Taylor Wimpey and Redrow switch to cash-saving mode

by Keith Bowman from interactive investor |

A sector once famed for returning oodles of cash has changed tactic. Analyst Keith Bowman explains.

In an ongoing flow of Covid-19 trading statements, housebuilders Taylor Wimpey (LSE:TW.) and Redrow (LSE:RDW) were among those publishing updates today. 

Following the government's latest lockdown measures, sales sites at Wimpey have been closed. Customer enquiries will be conducted digitally or over the phone. Construction sites will also begin to close. 

However, sales sites at Redrow remain open, although with increased cleaning and virus precautions in place. Customer site visits last week were substantially down with customer cancellations increasing. Both sales and building work are expected to be seriously impacted over coming weeks. 

Amidst the current uncertainty, Wimpey management now felt unable to offer any profit estimate for 2020. 

Both Wimpey and Redrow shares have more than halved since the virus pandemic first gripped investors on 20 February.

Moves to preserve cash in uncertain times were made by both. Taylor is now cancelling a final and special dividend payment to shareholders totally £485 million. Redrow is cancelling a half-year dividend worth £37 million. 

Rival Berkeley Group (LSE:BKG) recently postponed shareholder returns worth £455 million given current pandemic uncertainty. 

Retirement home builder McCarthy & Stone (LSE:MCS) also announced last week that it was cancelling its final dividend payment worth 3.5p per share. Crest Nicholson Holdings (LSE:CRST)has also drawn a line through its 21.8p per share final dividend. 

Pressure now appears to be on other big housebuilders such as Persimmon (LSE:PSN), Barratt Developments (LSE:BDEV) and Bellway (LSE:BWY) to act to preserve cash.  

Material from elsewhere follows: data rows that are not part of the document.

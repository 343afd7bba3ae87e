use std::time::Duration;
use tokio::time::{interval_at, Instant, Interval, MissedTickBehavior};

pub const PRICE_REFRESH: Duration = Duration::from_secs(20);
pub const MACRO_REFRESH: Duration = Duration::from_secs(600);
pub const CLOCK: Duration = Duration::from_secs(1);

#[derive(Debug, Clone, Copy, PartialEq, Eq)]
pub enum Tick {
    Prices,
    Macro,
    Clock,
}

/// The three periodic jobs. Each first fires one full period after arming; ticks missed while
/// a handler runs are skipped rather than replayed. Dropping the value cancels all of them.
#[derive(Debug)]
pub struct Timers {
    prices: Interval,
    macro_refresh: Interval,
    clock: Interval,
}

impl Timers {
    pub fn arm() -> Self {
        Self {
            prices: periodic(PRICE_REFRESH),
            macro_refresh: periodic(MACRO_REFRESH),
            clock: periodic(CLOCK),
        }
    }

    pub async fn next(&mut self) -> Tick {
        tokio::select! {
            _ = self.clock.tick() => Tick::Clock,
            _ = self.prices.tick() => Tick::Prices,
            _ = self.macro_refresh.tick() => Tick::Macro,
        }
    }
}

fn periodic(period: Duration) -> Interval {
    let mut interval = interval_at(Instant::now() + period, period);
    interval.set_missed_tick_behavior(MissedTickBehavior::Skip);
    interval
}

#[cfg(test)]
mod tests {
    use super::*;

    #[tokio::test(start_paused = true)]
    async fn first_ticks_follow_their_periods() {
        let start = Instant::now();
        let mut timers = Timers::arm();
        let mut seen = Vec::new();
        while seen.len() < 25 {
            let tick = timers.next().await;
            seen.push((tick, Instant::now() - start));
        }

        let first_price = seen.iter().find(|(t, _)| *t == Tick::Prices).unwrap();
        assert_eq!(first_price.1, PRICE_REFRESH);
        assert_eq!(seen[0], (Tick::Clock, CLOCK));
        assert!(!seen.iter().any(|(t, _)| *t == Tick::Macro));
    }

    #[tokio::test(start_paused = true)]
    async fn macro_refresh_fires_every_ten_minutes() {
        let start = Instant::now();
        let mut timers = Timers::arm();
        let at = loop {
            if timers.next().await == Tick::Macro {
                break Instant::now() - start;
            }
        };
        assert_eq!(at, MACRO_REFRESH);
    }
}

Historic dividend yields in excess of 5%, but often as much as double that, have seen investors flocking to the sector for income. 

The corona crisis is now crimping that income. The question for investors, as with companies more generally, is just how long this health crisis will disrupt and cause companies to preserve cash for?

On the upside, recent measures taken by the Bank of England, cutting rates and implementing QE, mirror those taken by it after the financial crisis – measures which aided, although not fully drove, triple-digit share price gains for many of the players over the last 10 years.  

For now, the housebuilding sector's dividend machine has stalled.